From Long Look to Nationhood: The Spirit That Calls Us Forward

 

I recognize my colleagues …………People of Long Look, descendants of the Long Look Free People, people of the Virgin Islands, brothers, and sisters at home and throughout the diaspora, good afternoon.

Today, we gather on sacred ground. We gather in Long Look. We gather at the Stickit. We gather in the place where our ancestors gathered, reasoned together, shared news, made plans, settled differences, encouraged one another, and found the strength to survive. The Stickit tree may no longer stand as it once did. The gazebo may now mark its place. But the spirit of the place remains. The purpose remains. The calling remains.

Our ancestors once posted messages on the Stickit tree so that the community could know, understand, prepare, and respond. Today, we gather to post a message, not on a tree, but upon the hearts and minds of a people. And the message is this: The spirit of the Long Look Free People still lives. It lives in Long Look. It lives in the Virgin Islands. It lives in their descendants. It lives in every person who believes that freedom is not merely something to be remembered, but something to be lived, protected and passed on.

Today is not only a commemoration. It is a divine appointment. Today is not only an anniversary. It is a summons. Today is not only about what happened 250 years ago. It is about what must happen now.

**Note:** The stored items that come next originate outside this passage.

//! Configuration schema definitions for catalog-lint.
//!
//! This module contains the struct definitions that map to the
//! `.catalog-lint.yml` file format.

use std::collections::BTreeMap;
use std::path::PathBuf;

use schemars::JsonSchema;
use serde::{Deserialize, Serialize};

/// Catalog location used when neither the CLI nor the config names one.
pub const DEFAULT_CATALOG_PATH: &str = "gradle/libs.versions.toml";

/// Root configuration structure for `.catalog-lint.yml`.
#[derive(Debug, Clone, Default, PartialEq, Eq, Serialize, Deserialize, JsonSchema)]
#[serde(default, deny_unknown_fields)]
pub struct LinterConfig {
    /// Path of the version catalog, relative to the project root.
    #[serde(skip_serializing_if = "Option::is_none")]
    pub catalog: Option<PathBuf>,

    /// BOM libraries and the library aliases whose versions they manage.
    #[serde(skip_serializing_if = "BomRegistry::is_empty")]
    pub boms: BomRegistry,
}

impl LinterConfig {
    /// The configured catalog path, or the default location.
    pub fn catalog_path(&self) -> PathBuf {
        self.catalog
            .clone()
            .unwrap_or_else(|| PathBuf::from(DEFAULT_CATALOG_PATH))
    }
}

/// Mapping from BOM library alias to the aliases of its dependents.
///
/// A library listed as a dependent may omit its version.
#[derive(Debug, Clone, Default, PartialEq, Eq, Serialize, Deserialize, JsonSchema)]
#[serde(transparent)]
pub struct BomRegistry(BTreeMap<String, Vec<String>>);

impl BomRegistry {
    /// Create an empty registry.
    pub fn new() -> Self {
        Self::default()
    }

    /// Declare `bom` with the given dependents, replacing any earlier entry.
    pub fn insert<I, S>(&mut self, bom: impl Into<String>, dependents: I)
    where
        I: IntoIterator<Item = S>,
        S: Into<String>,
    {
        self.0
            .insert(bom.into(), dependents.into_iter().map(Into::into).collect());
    }

    /// BOM aliases, sorted.
    pub fn boms(&self) -> impl Iterator<Item = &str> {
        self.0.keys().map(String::as_str)
    }

    /// Every dependent alias of every BOM.
    pub fn dependents(&self) -> impl Iterator<Item = &str> {
        self.0.values().flatten().map(String::as_str)
    }

    /// Dependents of one BOM.
    pub fn dependents_of(&self, bom: &str) -> Option<&[String]> {
        self.0.get(bom).map(Vec::as_slice)
    }

    /// Whether `alias` is configured as a BOM.
    pub fn is_bom(&self, alias: &str) -> bool {
        self.0.contains_key(alias)
    }

    /// Whether some BOM lists `alias` as a dependent.
    pub fn is_dependent(&self, alias: &str) -> bool {
        self.dependents().any(|d| d == alias)
    }

    /// Number of BOMs.
    pub fn len(&self) -> usize {
        self.0.len()
    }

    /// Whether no BOM is configured.
    pub fn is_empty(&self) -> bool {
        self.0.is_empty()
    }
}

impl<K, V> FromIterator<(K, Vec<V>)> for BomRegistry
where
    K: Into<String>,
    V: Into<String>,
{
    fn from_iter<T: IntoIterator<Item = (K, Vec<V>)>>(iter: T) -> Self {
        let mut registry = Self::new();
        for (bom, dependents) in iter {
            registry.insert(bom, dependents);
        }
        registry
    }
}

/// JSON Schema of the configuration file.
pub fn config_json_schema() -> serde_json::Value {
    serde_json::to_value(schemars::schema_for!(LinterConfig)).unwrap_or_default()
}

Two hundred and fifty years ago, in 1776, twenty-five Africans in Long Look did something that still shakes the conscience of history. In a world that said they were property, they declared by their actions that they were a people. In a society built on enslavement, they purchased their freedom. In a hostile colonial world that doubted their capacity to live freely, they accepted the responsibility of freedom. They took land. They built homes. They farmed. They fished. They sailed. They traded. They worshipped. They raised families. They built institutions. They became a community.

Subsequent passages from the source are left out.